Muitas vezes, a falta de estrutura física ou em investimentos em programas e garantia de políticas públicas, prejudicam o trabalho de catadoras e catadores de todo o Brasil. A atual conjuntura do Brasil, com retrocessos constantes, inclusive na esfera dos direitos humanos, e no impedimento da participação popular, principalmente nas instâncias federais, tem dificultado o diálogo entre os governos e a sociedade civil organizada e, consequentemente, o avanço de políticas que priorizem as populações mais empobrecidas do país.

Nesta perspectiva, um conjunto de organizações, entre elas a Unicopas, com o protagonismo de catadoras e catadores, apresentou uma petição à Organização das Nações Unidas (ONU) com pedido de audiência para ser realizada durante a 174º período de sessões da Comissão Interamericana de Diretos Humanos, em novembro deste ano em Quito, no Equador.
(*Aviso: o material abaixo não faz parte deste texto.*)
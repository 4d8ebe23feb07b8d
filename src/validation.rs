//! Scenario validation.
//!
//! [`validate_scenario`] inspects a profile against the configured chunk
//! sizes and returns a [`ValidationReport`] describing anything that makes
//! the estimate less meaningful, such as a final chunk that is only partly
//! filled.
//!
//! # Example
//!
//! ```
//! use framebudget::{EstimatorOptions, VideoProfile, validate_scenario};
//!
//! let profile = VideoProfile::new(1920, 1080, 29.97, 600.0)?;
//! let report = validate_scenario(&profile, &EstimatorOptions::new());
//! assert!(report.is_valid());
//! for warning in &report.warnings {
//!     println!("Warning: {warning}");
//! }
//! # Ok::<(), framebudget::EstimateError>(())
//! ```

use std::fmt::{Display, Formatter, Result as FmtResult};

use crate::configuration::EstimatorOptions;
use crate::profile::{ChunkingParameters, VideoProfile};
use crate::units::format_count;

const HIGH_FRAME_RATE: f64 = 240.0;

/// Summary of scenario validation.
///
/// Contains lists of informational notices, warnings, and errors.
#[derive(Debug, Clone, Default)]
pub struct ValidationReport {
    /// Informational notices (not problems).
    pub info: Vec<String>,
    /// Issues that make the estimate looser but still usable.
    pub warnings: Vec<String>,
    /// Issues that prevent an estimate.
    pub errors: Vec<String>,
}

impl ValidationReport {
    /// Returns `true` if no errors were found.
    ///
    /// Warnings do not affect this result.
    pub fn is_valid(&self) -> bool {
        self.errors.is_empty()
    }

    /// Total number of issues (info + warnings + errors).
    pub fn issue_count(&self) -> usize {
        self.info.len() + self.warnings.len() + self.errors.len()
    }
}

impl Display for ValidationReport {
    fn fmt(&self, f: &mut Formatter<'_>) -> FmtResult {
        for item in &self.info {
            writeln!(f, "[INFO] {item}")?;
        }
        for item in &self.warnings {
            writeln!(f, "[WARN] {item}")?;
        }
        for item in &self.errors {
            writeln!(f, "[ERROR] {item}")?;
        }
        if self.issue_count() == 0 {
            writeln!(f, "No issues found.")?;
        }
        Ok(())
    }
}

/// Check `profile` against the options and chunk sizes in `options`.
pub fn validate_scenario(profile: &VideoProfile, options: &EstimatorOptions) -> ValidationReport {
    let mut report = ValidationReport::default();

    if let Err(error) = options.validate() {
        report.errors.push(error.to_string());
    }

    let total_frames = profile.total_frames();

    // ── Profile ────────────────────────────────────────────────────
    report.info.push(format!(
        "Video: {}×{} @ {:.2} fps, {:.1}s, {} frames",
        profile.width(),
        profile.height(),
        profile.frames_per_second(),
        profile.duration_seconds(),
        format_count(total_frames),
    ));

    if total_frames == 0 {
        report
            .errors
            .push("Frame count is zero (duration is shorter than one frame)".to_string());
    }

    if profile.frames_per_second() > HIGH_FRAME_RATE {
        report.warnings.push(format!(
            "Unusually high frame rate ({:.1} fps)",
            profile.frames_per_second(),
        ));
    }

    // ── Chunking ───────────────────────────────────────────────────
    for &size in options.chunk_sizes() {
        let Ok(chunking) = ChunkingParameters::new(size) else {
            continue;
        };

        if total_frames > 0 && size > total_frames {
            report.warnings.push(format!(
                "Chunk size {size} exceeds the {total_frames} frames in the video; a single partial chunk is costed as full",
            ));
        } else if let Some(tail) = chunking.partial_tail(total_frames) {
            report.warnings.push(format!(
                "Chunk size {size}: final chunk holds {tail} of {size} frames; estimate is an upper bound",
            ));
        } else if total_frames > 0 {
            report.info.push(format!(
                "Chunk size {size}: {} full chunks",
                format_count(chunking.chunk_count(total_frames)),
            ));
        }
    }

    for warning in &report.warnings {
        log::warn!("{warning}");
    }

    report
}
//! Named scenarios fed to the comparison report.

use serde::Serialize;

use crate::error::EstimateError;
use crate::profile::VideoProfile;

/// A [`VideoProfile`] with a display name.
#[derive(Debug, Clone, PartialEq, Serialize)]
pub struct Scenario {
    /// Label printed in the report (e.g. `"4K 60fps 10min"`).
    pub name: String,
    /// The video being costed.
    pub profile: VideoProfile,
}

impl Scenario {
    /// Build a scenario, validating the profile.
    ///
    /// # Errors
    ///
    /// Returns [`EstimateError::InvalidDimension`] if any profile field is not
    /// strictly positive.
    pub fn new(
        name: impl Into<String>,
        width: u32,
        height: u32,
        frames_per_second: f64,
        duration_seconds: f64,
    ) -> Result<Self, EstimateError> {
        Ok(Self {
            name: name.into(),
            profile: VideoProfile::new(width, height, frames_per_second, duration_seconds)?,
        })
    }
}

// (name, width, height, fps, seconds)
const DEFAULT_SCENARIOS: [(&str, u32, u32, f64, f64); 4] = [
    ("1080p 30fps 10min", 1920, 1080, 30.0, 600.0),
    ("4K 30fps 10min", 3840, 2160, 30.0, 600.0),
    ("4K 60fps 10min", 3840, 2160, 60.0, 600.0),
    ("1080p 30fps 1hour", 1920, 1080, 30.0, 3600.0),
];

/// The built-in scenario list the tool reports on when run without input.
pub fn default_scenarios() -> Vec<Scenario> {
    DEFAULT_SCENARIOS
        .iter()
        .map(|&(name, width, height, fps, seconds)| Scenario {
            name: name.to_string(),
            profile: VideoProfile::from_parts(width, height, fps, seconds),
        })
        .collect()
}
use clap::{Args, CommandFactory, Parser, Subcommand};
use clap_complete::Shell;
use colored::Colorize;
use env_logger::Env;
use framebudget::{
    ComparisonReport, EstimatorOptions, Scenario, ScenarioComparison, default_scenarios,
    units::{format_count, format_decimal, mb_to_gb},
    validate_scenario,
};

const CLI_AFTER_HELP: &str = "Examples:\n  framebudget\n  framebudget compare --json\n  framebudget --chunk-size 200 --chunk-size 25 compare --width 3840 --height 2160 --fps 24 --duration 1:30:00\n  framebudget estimate --width 1920 --height 1080 --fps 30 --duration 600\n  framebudget validate --width 1920 --height 1080 --fps 29.97 --duration 00:10:00\n  framebudget completions zsh > _framebudget";

#[derive(Debug, Parser)]
#[command(
    name = "framebudget",
    version,
    about = "Estimate peak disk usage of naive versus chunked SBS video processing",
    after_help = CLI_AFTER_HELP
)]
struct Cli {
    #[command(flatten)]
    global: GlobalOptions,

    /// Defaults to `compare` over the built-in scenarios.
    #[command(subcommand)]
    command: Option<Commands>,
}

#[derive(Debug, Parser, Clone, Default)]
struct GlobalOptions {
    /// Show debug logging output.
    #[arg(long, global = true)]
    verbose: bool,

    /// Output machine-readable JSON where supported.
    #[arg(long, global = true)]
    json: bool,

    /// Disable coloured output.
    #[arg(long, global = true)]
    no_color: bool,

    /// Bytes stored per pixel of an extracted frame (default 3).
    #[arg(long, global = true)]
    bytes_per_pixel: Option<u32>,

    /// Still-image container overhead multiplier (default 1.2).
    #[arg(long, global = true)]
    overhead: Option<f64>,

    /// Encoded chunk size relative to its SBS frames (default 0.1).
    #[arg(long, global = true)]
    compression_ratio: Option<f64>,

    /// Chunk size to compare; repeat for several (default 100 and 50).
    #[arg(long = "chunk-size", global = true)]
    chunk_sizes: Vec<u64>,
}

/// A single video described on the command line.
#[derive(Debug, Args, Clone, Default)]
struct ProfileArgs {
    /// Label used in the report.
    #[arg(long)]
    name: Option<String>,
    /// Frame width in pixels.
    #[arg(long)]
    width: Option<u32>,
    /// Frame height in pixels.
    #[arg(long)]
    height: Option<u32>,
    /// Frames per second.
    #[arg(long)]
    fps: Option<f64>,
    /// Duration in seconds, MM:SS, or HH:MM:SS.
    #[arg(long)]
    duration: Option<String>,
}

#[derive(Debug, Subcommand)]
enum Commands {
    /// Compare naive and chunked peak storage.
    #[command(
        about = "Print the storage comparison report",
        after_help = "Examples:\n  framebudget compare\n  framebudget compare --name clip --width 1280 --height 720 --fps 25 --duration 90"
    )]
    Compare {
        #[command(flatten)]
        profile: ProfileArgs,
    },

    /// Print the full estimate breakdown for one video.
    #[command(
        about = "Estimate one video",
        after_help = "Examples:\n  framebudget estimate --width 1920 --height 1080 --fps 30 --duration 600"
    )]
    Estimate {
        #[command(flatten)]
        profile: ProfileArgs,
    },

    /// Check a video against the configured chunk sizes.
    #[command(
        about = "Validate scenario inputs",
        after_help = "Examples:\n  framebudget validate\n  framebudget validate --width 1920 --height 1080 --fps 29.97 --duration 600"
    )]
    Validate {
        #[command(flatten)]
        profile: ProfileArgs,
    },

    /// Generate shell completion scripts.
    #[command(about = "Generate shell completions")]
    Completions {
        #[arg(value_enum)]
        shell: Shell,
    },
}

fn parse_duration_seconds(value: &str) -> Result<f64, Box<dyn std::error::Error>> {
    let trimmed = value.trim();
    if trimmed.is_empty() {
        return Err("duration cannot be empty".into());
    }

    if let Ok(seconds) = trimmed.parse::<f64>() {
        return Ok(seconds);
    }

    let parts: Vec<&str> = trimmed.split(':').collect();
    if parts.len() < 2 || parts.len() > 3 {
        return Err(format!("invalid duration format: {trimmed}").into());
    }

    let (hours, minutes, seconds_str) = if parts.len() == 3 {
        (parts[0].parse::<u64>()?, parts[1].parse::<u64>()?, parts[2])
    } else {
        (0_u64, parts[0].parse::<u64>()?, parts[1])
    };

    if minutes >= 60 {
        return Err(format!("minutes out of range in duration: {trimmed}").into());
    }
    let seconds = seconds_str.parse::<f64>()?;
    if !(0.0..60.0).contains(&seconds) {
        return Err(format!("seconds out of range in duration: {trimmed}").into());
    }
    Ok((hours as f64 * 3600.0) + (minutes as f64 * 60.0) + seconds)
}

/// Resolve the scenario list: the one described by `args`, or the built-in
/// list when no profile flag was given.
fn resolve_scenarios(args: &ProfileArgs) -> Result<Vec<Scenario>, Box<dyn std::error::Error>> {
    match (args.width, args.height, args.fps, &args.duration) {
        (None, None, None, None) if args.name.is_some() => {
            Err("--name requires --width, --height, --fps and --duration".into())
        }
        (None, None, None, None) => Ok(default_scenarios()),
        (Some(width), Some(height), Some(fps), Some(duration)) => {
            let seconds = parse_duration_seconds(duration)?;
            let name = args
                .name
                .clone()
                .unwrap_or_else(|| format!("{width}x{height} {fps}fps {seconds}s"));
            Ok(vec![Scenario::new(name, width, height, fps, seconds)?])
        }
        _ => Err("provide all of --width, --height, --fps and --duration, or none".into()),
    }
}

fn estimator_options(global: &GlobalOptions) -> EstimatorOptions {
    let mut options = EstimatorOptions::new();

    if let Some(bytes) = global.bytes_per_pixel {
        options = options.with_bytes_per_pixel(bytes);
    }
    if let Some(overhead) = global.overhead {
        options = options.with_overhead_factor(overhead);
    }
    if let Some(ratio) = global.compression_ratio {
        options = options.with_compression_ratio(ratio);
    }
    if !global.chunk_sizes.is_empty() {
        options = options.with_chunk_sizes(global.chunk_sizes.clone());
    }

    options
}

fn apply_global_options(global: &GlobalOptions) {
    let default_level = if global.verbose { "debug" } else { "warn" };
    env_logger::Builder::from_env(Env::default().default_filter_or(default_level)).init();

    if global.no_color {
        colored::control::set_override(false);
    }
}

fn print_estimate(comparison: &ScenarioComparison) {
    let profile = &comparison.scenario.profile;
    let naive = &comparison.naive;

    println!("{}", comparison.scenario.name.bold());
    println!(
        "Video: {}x{} @ {:.2} fps, {:.1}s",
        profile.width(),
        profile.height(),
        profile.frames_per_second(),
        profile.duration_seconds(),
    );
    println!("Total frames: {}", format_count(naive.total_frames));
    println!("Frame size: {} MB", format_decimal(naive.frame_size_mb, 2));
    println!();

    println!("{}", "Naive (extract all frames)".cyan().bold());
    println!("  Extracted frames: {} MB", format_decimal(naive.extracted_frames_mb, 1));
    println!("  SBS frames: {} MB", format_decimal(naive.sbs_frames_mb, 1));
    println!(
        "  Peak storage: {} MB ({:.1} GB)",
        format_decimal(naive.total_peak_mb, 1),
        mb_to_gb(naive.total_peak_mb),
    );

    for run in &comparison.chunked {
        let estimate = &run.estimate;
        println!();
        println!(
            "{}",
            format!("Chunked (chunk_size={})", estimate.chunk_size)
                .cyan()
                .bold()
        );
        println!("  Chunks: {}", format_count(estimate.total_chunks));
        println!("  Peak per chunk: {} MB", format_decimal(estimate.peak_chunk_mb, 1));
        println!(
            "  Chunk videos: {} MB",
            format_decimal(estimate.max_chunk_videos_mb, 1)
        );
        println!(
            "  Peak storage: {} MB ({:.1} GB)",
            format_decimal(estimate.total_peak_mb, 1),
            mb_to_gb(estimate.total_peak_mb),
        );
        let savings = format!("{:.1}%", run.savings_percent);
        let savings = if run.savings_percent > 0.0 {
            savings.green()
        } else {
            savings.red()
        };
        println!("  Storage savings: {savings}");
    }
}

/// Running without a subcommand compares the built-in scenarios.
fn resolve_command(command: Option<Commands>) -> Commands {
    command.unwrap_or(Commands::Compare {
        profile: ProfileArgs::default(),
    })
}

fn run() -> Result<(), Box<dyn std::error::Error>> {
    let cli = Cli::parse();
    apply_global_options(&cli.global);

    match resolve_command(cli.command) {
        Commands::Compare { profile } => {
            let options = estimator_options(&cli.global);
            let scenarios = resolve_scenarios(&profile)?;
            let report = ComparisonReport::build(&scenarios, &options)?;
            if cli.global.json {
                println!("{}", report.to_json()?);
            } else {
                report.write_text(&mut std::io::stdout().lock())?;
            }
        }
        Commands::Estimate { profile } => {
            let options = estimator_options(&cli.global);
            options.validate()?;
            let scenarios = resolve_scenarios(&profile)?;
            let comparisons = scenarios
                .iter()
                .map(|scenario| ScenarioComparison::compute(scenario, &options))
                .collect::<Result<Vec<_>, _>>()?;

            if cli.global.json {
                println!("{}", serde_json::to_string_pretty(&comparisons)?);
            } else {
                for (index, comparison) in comparisons.iter().enumerate() {
                    if index > 0 {
                        println!();
                    }
                    print_estimate(comparison);
                }
            }
        }
        Commands::Validate { profile } => {
            let options = estimator_options(&cli.global);
            let scenarios = resolve_scenarios(&profile)?;

            let mut all_valid = true;
            for scenario in &scenarios {
                let report = validate_scenario(&scenario.profile, &options);
                all_valid &= report.is_valid();
                println!("{}", scenario.name.bold());
                print!("{report}");
            }

            if !all_valid {
                return Err("validation found errors".into());
            }
            println!(
                "{} {}",
                "success:".green().bold(),
                format!("{} scenario(s) valid", scenarios.len()).green()
            );
        }
        Commands::Completions { shell } => {
            let mut command = Cli::command();
            clap_complete::generate(shell, &mut command, "framebudget", &mut std::io::stdout());
        }
    }

    Ok(())
}

fn main() {
    if let Err(error) = run() {
        eprintln!("{} {error}", "error:".red().bold());
        std::process::exit(1);
    }
}

#[cfg(test)]
mod tests {
    use super::{
        Cli, Commands, ProfileArgs, parse_duration_seconds, resolve_command, resolve_scenarios,
    };
    use clap::{CommandFactory, Parser};
    use framebudget::default_scenarios;

    #[test]
    fn cli_definition_is_consistent() {
        Cli::command().debug_assert();
    }

    #[test]
    fn parse_duration_formats() {
        assert_eq!(parse_duration_seconds("600").unwrap(), 600.0);
        assert_eq!(parse_duration_seconds("10:00").unwrap(), 600.0);
        assert_eq!(parse_duration_seconds("01:00:00").unwrap(), 3600.0);
        assert_eq!(parse_duration_seconds("00:01:15.5").unwrap(), 75.5);
        assert!(parse_duration_seconds("").is_err());
        assert!(parse_duration_seconds("1:2:3:4").is_err());
    }

    #[test]
    fn duration_components_out_of_range_rejected() {
        assert!(parse_duration_seconds("1:-5").is_err());
        assert!(parse_duration_seconds("1:60").is_err());
        assert!(parse_duration_seconds("0:01:75").is_err());
        assert!(parse_duration_seconds("1:60:00").is_err());
        assert!(parse_duration_seconds("-1:30").is_err());
        assert!(parse_duration_seconds("90:00").is_err());
        assert_eq!(parse_duration_seconds("1:59:59.5").unwrap(), 7199.5);
    }

    #[test]
    fn no_arguments_compares_default_scenarios() {
        let cli = Cli::try_parse_from(["framebudget"]).unwrap();
        assert!(cli.command.is_none());
        assert!(!cli.global.json);
        assert!(cli.global.chunk_sizes.is_empty());

        let Commands::Compare { profile } = resolve_command(cli.command) else {
            panic!("expected the compare command");
        };
        assert_eq!(resolve_scenarios(&profile).unwrap(), default_scenarios());
    }

    #[test]
    fn name_without_profile_rejected() {
        let args = ProfileArgs {
            name: Some("clip".to_string()),
            ..ProfileArgs::default()
        };
        assert!(resolve_scenarios(&args).is_err());
    }

    #[test]
    fn no_profile_flags_uses_defaults() {
        let scenarios = resolve_scenarios(&ProfileArgs::default()).unwrap();
        assert_eq!(scenarios.len(), 4);
    }

    #[test]
    fn partial_profile_flags_rejected() {
        let args = ProfileArgs {
            width: Some(1920),
            ..ProfileArgs::default()
        };
        assert!(resolve_scenarios(&args).is_err());
    }

    #[test]
    fn custom_profile_named() {
        let args = ProfileArgs {
            name: None,
            width: Some(1280),
            height: Some(720),
            fps: Some(25.0),
            duration: Some("1:30".to_string()),
        };
        let scenarios = resolve_scenarios(&args).unwrap();
        assert_eq!(scenarios[0].name, "1280x720 25fps 90s");
        assert_eq!(scenarios[0].profile.total_frames(), 2250);
    }
}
O objetivo é denunciar a situação de catadoras e catadores de material reciclável e reutilizável no Brasil. Apesar de o pedido ainda não ter sido aprovado, conforme a petição, é notório “o risco de agravamento da condição de hipervulnerabilidade em que se encontram esses trabalhadores ante programa formulado pelo Estado Brasileiro”. Em abril deste ano, o Governo Federal deu início ao “Programa Lixão Zero”, contudo, a Defensoria Pública da União identificou nele pontos que violam os direitos humanos de catadoras e catadores.